I apologise, I was not implying that Yoshimi should use anything other than original art, especially not copyrighted material; I was offering the cultural context that this page http://yoshimi.sourceforge.net/#LinkToFlamingLipsWebsiteIsBroken says the name 'Yoshimi' lives in. Some artifacts could serve as inspiration for potential artists, such as colour scheme or sense of silliness, but the ultimate splash screen must be novel.
On Sat, Jan 31, 2015 at 5:57 AM, Jabiertxo Arraiza Cenoz < jabier.arraiza@...2982...> wrote:
Sorry, I understand bad the original propose of a splash screen.

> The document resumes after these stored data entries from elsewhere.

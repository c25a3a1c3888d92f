//! federationd - federation identity, gossip and consensus daemon
//!
//! Hosts one federation instance: registers peers, gossips proposals and
//! votes, and records each proposal's outcome as this instance sees it.

use clap::Parser;
use federationd::config::Config;
use federationd::server::Server;
use std::process::ExitCode;
use tracing::{error, info};
use tracing_subscriber::{fmt, prelude::*, EnvFilter};

fn init_logging(config: &Config) {
    let default_level = if config.verbose { "debug" } else { "info" };
    let filter = EnvFilter::try_from_default_env()
        .unwrap_or_else(|_| EnvFilter::new(format!("federationd={}", default_level)));

    if config.log_format == "json" {
        tracing_subscriber::registry()
            .with(fmt::layer().json())
            .with(filter)
            .init();
    } else {
        tracing_subscriber::registry()
            .with(fmt::layer())
            .with(filter)
            .init();
    }
}

#[tokio::main]
async fn main() -> ExitCode {
    // Parse configuration
    let config = Config::parse();
    init_logging(&config);

    info!(
        "federationd v{} - federation identity, gossip and consensus",
        env!("CARGO_PKG_VERSION")
    );

    let server = match Server::new(config) {
        Ok(server) => server,
        Err(e) => {
            error!("Failed to initialize server: {}", e);
            return ExitCode::FAILURE;
        }
    };

    // Install signal handler
    let shutdown = server.shutdown_handle();
    tokio::spawn(async move {
        if tokio::signal::ctrl_c().await.is_ok() {
            info!("Received shutdown signal");
            let _ = shutdown.send(());
        }
    });

    if let Err(e) = server.run().await {
        error!("Server error: {}", e);
        return ExitCode::FAILURE;
    }

    ExitCode::SUCCESS
}
//! Anti-entropy: pull-based repair of missed gossip
//!
//! Periodically a node asks one random peer for a digest of its most recent
//! message hashes, fetches the ones it has not seen, and runs them through
//! the normal receive path. Push gossip is fast but lossy; this closes gaps
//! left by partitions and dropped sends.

use crate::gossip::GossipEngine;
use federation_core::InstanceId;
use federation_net::transport::messages::{
    DigestRequest, DigestResponse, FetchRequest, FetchResponse, WireMessage,
};
use federation_net::{PeerEndpoint, TransportError};
use parking_lot::RwLock;
use rand::seq::SliceRandom;
use serde::Serialize;
use std::collections::{HashMap, HashSet};
use std::sync::Arc;
use std::time::Instant;
use thiserror::Error;
use tracing::{debug, warn};

/// Sync protocol errors
#[derive(Debug, Error)]
pub enum SyncError {
    #[error("Transport error: {0}")]
    Transport(#[from] TransportError),
    #[error("Encoding error: {0}")]
    Encoding(#[from] postcard::Error),
}

/// Anti-entropy state for a peer
#[derive(Debug, Default, Clone)]
pub struct PeerSyncState {
    /// Last successful round
    pub last_sync: Option<Instant>,
    /// Number of successful rounds
    pub sync_count: u64,
    /// Consecutive failures
    pub failures: u32,
    /// Messages recovered from this peer
    pub recovered: u64,
}

/// Outcome of one round
#[derive(Debug, Default, Clone, PartialEq, Eq)]
pub struct SyncReport {
    /// Peer contacted, if any was eligible
    pub peer: Option<InstanceId>,
    /// Hashes the peer offered
    pub offered: usize,
    /// Offered hashes we lacked
    pub missing: usize,
    /// Fetched envelopes accepted
    pub accepted: usize,
}

/// Sync statistics
#[derive(Debug, Clone, Default, Serialize)]
pub struct SyncStats {
    pub peer_count: usize,
    pub total_syncs: u64,
    pub total_failures: u64,
    pub recovered: u64,
}

/// Anti-entropy manager
pub struct AntiEntropy {
    gossip: Arc<GossipEngine>,
    peers: RwLock<HashMap<InstanceId, PeerSyncState>>,
    failures: RwLock<u64>,
}

impl AntiEntropy {
    pub fn new(gossip: Arc<GossipEngine>) -> Self {
        Self {
            gossip,
            peers: RwLock::new(HashMap::new()),
            failures: RwLock::new(0),
        }
    }

    /// Handle incoming digest request
    pub fn handle_digest(&self, request: DigestRequest) -> DigestResponse {
        debug!("Digest request from {}", request.sender);
        DigestResponse {
            hashes: self.gossip.digest(request.max_hashes as usize),
        }
    }

    /// Handle incoming fetch request
    pub fn handle_fetch(&self, request: FetchRequest) -> FetchResponse {
        debug!(
            "Fetch request from {} for {} hashes",
            request.sender,
            request.hashes.len()
        );
        FetchResponse {
            messages: self.gossip.fetch(&request.hashes),
        }
    }

    /// Reconcile with one random eligible peer
    pub async fn run_round(&self) -> Result<SyncReport, SyncError> {
        let target = self
            .gossip
            .registry()
            .gossip_targets()
            .choose(&mut rand::thread_rng())
            .cloned();
        match target {
            Some(peer) => self.sync_with(&peer).await,
            None => Ok(SyncReport::default()),
        }
    }

    /// Reconcile with a specific peer
    pub async fn sync_with(&self, peer: &PeerEndpoint) -> Result<SyncReport, SyncError> {
        match self.exchange(peer).await {
            Ok(report) => {
                let mut peers = self.peers.write();
                let state = peers.entry(peer.instance_id).or_default();
                state.last_sync = Some(Instant::now());
                state.sync_count += 1;
                state.failures = 0;
                state.recovered += report.accepted as u64;
                if report.accepted > 0 {
                    debug!("Recovered {} messages from {}", report.accepted, peer);
                }
                Ok(report)
            }
            Err(e) => {
                self.peers
                    .write()
                    .entry(peer.instance_id)
                    .or_default()
                    .failures += 1;
                *self.failures.write() += 1;
                warn!("Anti-entropy with {} failed: {}", peer, e);
                Err(e)
            }
        }
    }

    async fn exchange(&self, peer: &PeerEndpoint) -> Result<SyncReport, SyncError> {
        let local = self.gossip.local_id();
        let config = self.gossip.config();
        let transport = self.gossip.transport();

        let request = DigestRequest {
            sender: local,
            max_hashes: config.digest_size as u32,
        };
        let response = transport.request(peer, request.to_frame()?).await?;
        let digest = DigestResponse::from_frame(&response)?;

        let missing: Vec<_> = digest
            .hashes
            .iter()
            .filter(|hash| !self.gossip.has_seen(hash))
            .take(config.max_fetch)
            .copied()
            .collect();
        let mut report = SyncReport {
            peer: Some(peer.instance_id),
            offered: digest.hashes.len(),
            missing: missing.len(),
            accepted: 0,
        };
        if missing.is_empty() {
            return Ok(report);
        }

        let request = FetchRequest {
            sender: local,
            hashes: missing.clone(),
        };
        let response = transport.request(peer, request.to_frame()?).await?;
        let fetched = FetchResponse::from_frame(&response)?;

        let wanted: HashSet<_> = missing.into_iter().collect();
        for message in fetched.messages {
            if !wanted.contains(&message.message_hash) {
                debug!("Ignoring unrequested message {} from {}", message.message_hash, peer);
                continue;
            }
            if self
                .gossip
                .receive(Some(peer.instance_id), message)
                .await
                .is_accepted()
            {
                report.accepted += 1;
            }
        }
        Ok(report)
    }

    /// Per-peer state
    pub fn peer_state(&self, peer: &InstanceId) -> Option<PeerSyncState> {
        self.peers.read().get(peer).cloned()
    }

    /// Get sync statistics
    pub fn stats(&self) -> SyncStats {
        let peers = self.peers.read();
        SyncStats {
            peer_count: peers.len(),
            total_syncs: peers.values().map(|s| s.sync_count).sum(),
            total_failures: *self.failures.read(),
            recovered: peers.values().map(|s| s.recovered).sum(),
        }
    }
}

A splash screen is a roughly window-sized piece of art that is 'splashed' (displayed as immediately as possible after the user attempts to start the application, for example by clicking a desktop icon) on the screen until the program has finished loading all of the components it needs into memory and is ready to be used. The contents of the splash screen have enough detail and visual interest to give the user something to examine during the program's loading time. This was a common practice ~20 years ago when many graphical applications took at least a few seconds to start up on the hardware of the time, but it remains popular even now that hardware advances mean that most applications start almost instantly. The splash screen, given that is has a lot of screen real estate to work with, is a chance to communicate the character of the software it represents (some of which Abrolag communicated in the email before last). It is also an opportunity to display some information the user might want to know, like version number, development news, tips (like KDE applications often do) and so on.